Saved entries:
*-*-*

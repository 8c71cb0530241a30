//! Floorplan and 3D-layout uploads.
//!
//! One-shot requests, independent of the poll loops. After a successful
//! upload the caller gets a cache-busted URL for the new background image.

use crate::error::{DashboardError, Result};
use crate::gateway::HttpGateway;
use crate::protocol::{routes, UploadResponse};
use log::info;
use std::path::Path;
use std::time::{SystemTime, UNIX_EPOCH};

pub const ALLOWED_EXTENSIONS: [&str; 3] = ["png", "jpg", "jpeg"];

#[derive(Debug, Clone, Copy, PartialEq, Eq)]
pub enum UploadTarget {
    Floorplan,
    Layout3d,
}

impl UploadTarget {
    pub fn route(self) -> &'static str {
        match self {
            UploadTarget::Floorplan => routes::UPLOAD_FLOORPLAN,
            UploadTarget::Layout3d => routes::UPLOAD_3D,
        }
    }

    /// Image resource that changes when this target is uploaded.
    pub fn image_path(self) -> &'static str {
        match self {
            UploadTarget::Floorplan => routes::FLOORPLAN_IMAGE,
            UploadTarget::Layout3d => routes::BUILDING_3D_IMAGE,
        }
    }
}

/// Reject uploads the backend would refuse, before any bytes are sent.
///
/// Returns the MIME type to send with the file.
pub fn validate_upload(file_name: &str) -> Result<&'static str> {
    if file_name.trim().is_empty() {
        return Err(DashboardError::InvalidUpload("Empty filename".into()));
    }
    let ext = Path::new(file_name)
        .extension()
        .and_then(|e| e.to_str())
        .map(str::to_ascii_lowercase)
        .unwrap_or_default();
    if !ALLOWED_EXTENSIONS.contains(&ext.as_str()) {
        return Err(DashboardError::InvalidUpload(format!(
            "Please upload a PNG or JPG image (got '{}')",
            file_name
        )));
    }
    Ok(if ext == "png" { "image/png" } else { "image/jpeg" })
}

/// `<base>/<image>?t=<millis>` so clients re-fetch the replaced image.
pub fn cache_busted_url(base_url: &str, target: UploadTarget, unix_millis: u128) -> String {
    format!(
        "{}{}?t={}",
        base_url.trim_end_matches('/'),
        target.image_path(),
        unix_millis
    )
}

/// Upload the image at `path` to `target`.
pub async fn upload(gateway: &HttpGateway, target: UploadTarget, path: &Path) -> Result<String> {
    let file_name = path
        .file_name()
        .and_then(|n| n.to_str())
        .unwrap_or_default()
        .to_string();
    let mime = validate_upload(&file_name)?;
    let data = tokio::fs::read(path).await?;

    info!(
        "Uploading {} ({} bytes) to {}",
        file_name,
        data.len(),
        target.route()
    );

    let part = reqwest::multipart::Part::bytes(data)
        .file_name(file_name)
        .mime_str(mime)?;
    let form = reqwest::multipart::Form::new().part("file", part);

    let response = gateway
        .http()
        .post(gateway.url(target.route()))
        .multipart(form)
        .send()
        .await?;

    let status = response.status();
    let body = response.bytes().await?;
    // Error bodies carry a message even on 4xx; prefer it over the status.
    let parsed: Option<UploadResponse> = serde_json::from_slice(&body).ok();
    if let Some(message) = parsed.and_then(|r| r.error) {
        return Err(DashboardError::Rejected(message));
    }
    if !status.is_success() {
        return Err(DashboardError::Status {
            route: target.route().to_string(),
            status: status.as_u16(),
        });
    }

    let millis = SystemTime::now()
        .duration_since(UNIX_EPOCH)
        .map(|d| d.as_millis())
        .unwrap_or_default();
    Ok(cache_busted_url(gateway.base_url(), target, millis))
}

pub async fn upload_floorplan(gateway: &HttpGateway, path: &Path) -> Result<String> {
    upload(gateway, UploadTarget::Floorplan, path).await
}

pub async fn upload_3d(gateway: &HttpGateway, path: &Path) -> Result<String> {
    upload(gateway, UploadTarget::Layout3d, path).await
}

*-*-*

» WHAT YOU HAVE TO DO
What is wanted is the complete set of entries, returned verbatim.

» RESULT OF THIS EXERCISE
repository 8c71cb0530241a30
//! Floorplan and 3D-layout uploads.
//!
//! One-shot requests, independent of the poll loops. After a successful
//! upload the caller gets a cache-busted URL for the new background image.

use crate::error::{DashboardError, Result};
use crate::gateway::HttpGateway;
use crate::protocol::{routes, UploadResponse};
use log::info;
use std::path::Path;
use std::time::{SystemTime, UNIX_EPOCH};

pub const ALLOWED_EXTENSIONS: [&str; 3] = ["png", "jpg", "jpeg"];

#[derive(Debug, Clone, Copy, PartialEq, Eq)]
pub enum UploadTarget {
    Floorplan,
    Layout3d,
}

impl UploadTarget {
    pub fn route(self) -> &'static str {
        match self {
            UploadTarget::Floorplan => routes::UPLOAD_FLOORPLAN,
            UploadTarget::Layout3d => routes::UPLOAD_3D,
        }
    }

    /// Image resource that changes when this target is uploaded.
    pub fn image_path(self) -> &'static str {
        match self {
            UploadTarget::Floorplan => routes::FLOORPLAN_IMAGE,
            UploadTarget::Layout3d => routes::BUILDING_3D_IMAGE,
        }
    }
}

/// Reject uploads the backend would refuse, before any bytes are sent.
///
/// Returns the MIME type to send with the file.
pub fn validate_upload(file_name: &str) -> Result<&'static str> {
    if file_name.trim().is_empty() {
        return Err(DashboardError::InvalidUpload("Empty filename".into()));
    }
    let ext = Path::new(file_name)
        .extension()
        .and_then(|e| e.to_str())
        .map(str::to_ascii_lowercase)
        .unwrap_or_default();
    if !ALLOWED_EXTENSIONS.contains(&ext.as_str()) {
        return Err(DashboardError::InvalidUpload(format!(
            "Please upload a PNG or JPG image (got '{}')",
            file_name
        )));
    }
    Ok(if ext == "png" { "image/png" } else { "image/jpeg" })
}

/// `<base>/<image>?t=<millis>` so clients re-fetch the replaced image.
pub fn cache_busted_url(base_url: &str, target: UploadTarget, unix_millis: u128) -> String {
    format!(
        "{}{}?t={}",
        base_url.trim_end_matches('/'),
        target.image_path(),
        unix_millis
    )
}

/// Upload the image at `path` to `target`.
pub async fn upload(gateway: &HttpGateway, target: UploadTarget, path: &Path) -> Result<String> {
    let file_name = path
        .file_name()
        .and_then(|n| n.to_str())
        .unwrap_or_default()
        .to_string();
    let mime = validate_upload(&file_name)?;
    let data = tokio::fs::read(path).await?;

    info!(
        "Uploading {} ({} bytes) to {}",
        file_name,
        data.len(),
        target.route()
    );

    let part = reqwest::multipart::Part::bytes(data)
        .file_name(file_name)
        .mime_str(mime)?;
    let form = reqwest::multipart::Form::new().part("file", part);

    let response = gateway
        .http()
        .post(gateway.url(target.route()))
        .multipart(form)
        .send()
        .await?;

    let status = response.status();
    let body = response.bytes().await?;
    // Error bodies carry a message even on 4xx; prefer it over the status.
    let parsed: Option<UploadResponse> = serde_json::from_slice(&body).ok();
    if let Some(message) = parsed.and_then(|r| r.error) {
        return Err(DashboardError::Rejected(message));
    }
    if !status.is_success() {
        return Err(DashboardError::Status {
            route: target.route().to_string(),
            status: status.as_u16(),
        });
    }

    let millis = SystemTime::now()
        .duration_since(UNIX_EPOCH)
        .map(|d| d.as_millis())
        .unwrap_or_default();
    Ok(cache_busted_url(gateway.base_url(), target, millis))
}

pub async fn upload_floorplan(gateway: &HttpGateway, path: &Path) -> Result<String> {
    upload(gateway, UploadTarget::Floorplan, path).await
}

pub async fn upload_3d(gateway: &HttpGateway, path: &Path) -> Result<String> {
    upload(gateway, UploadTarget::Layout3d, path).await
}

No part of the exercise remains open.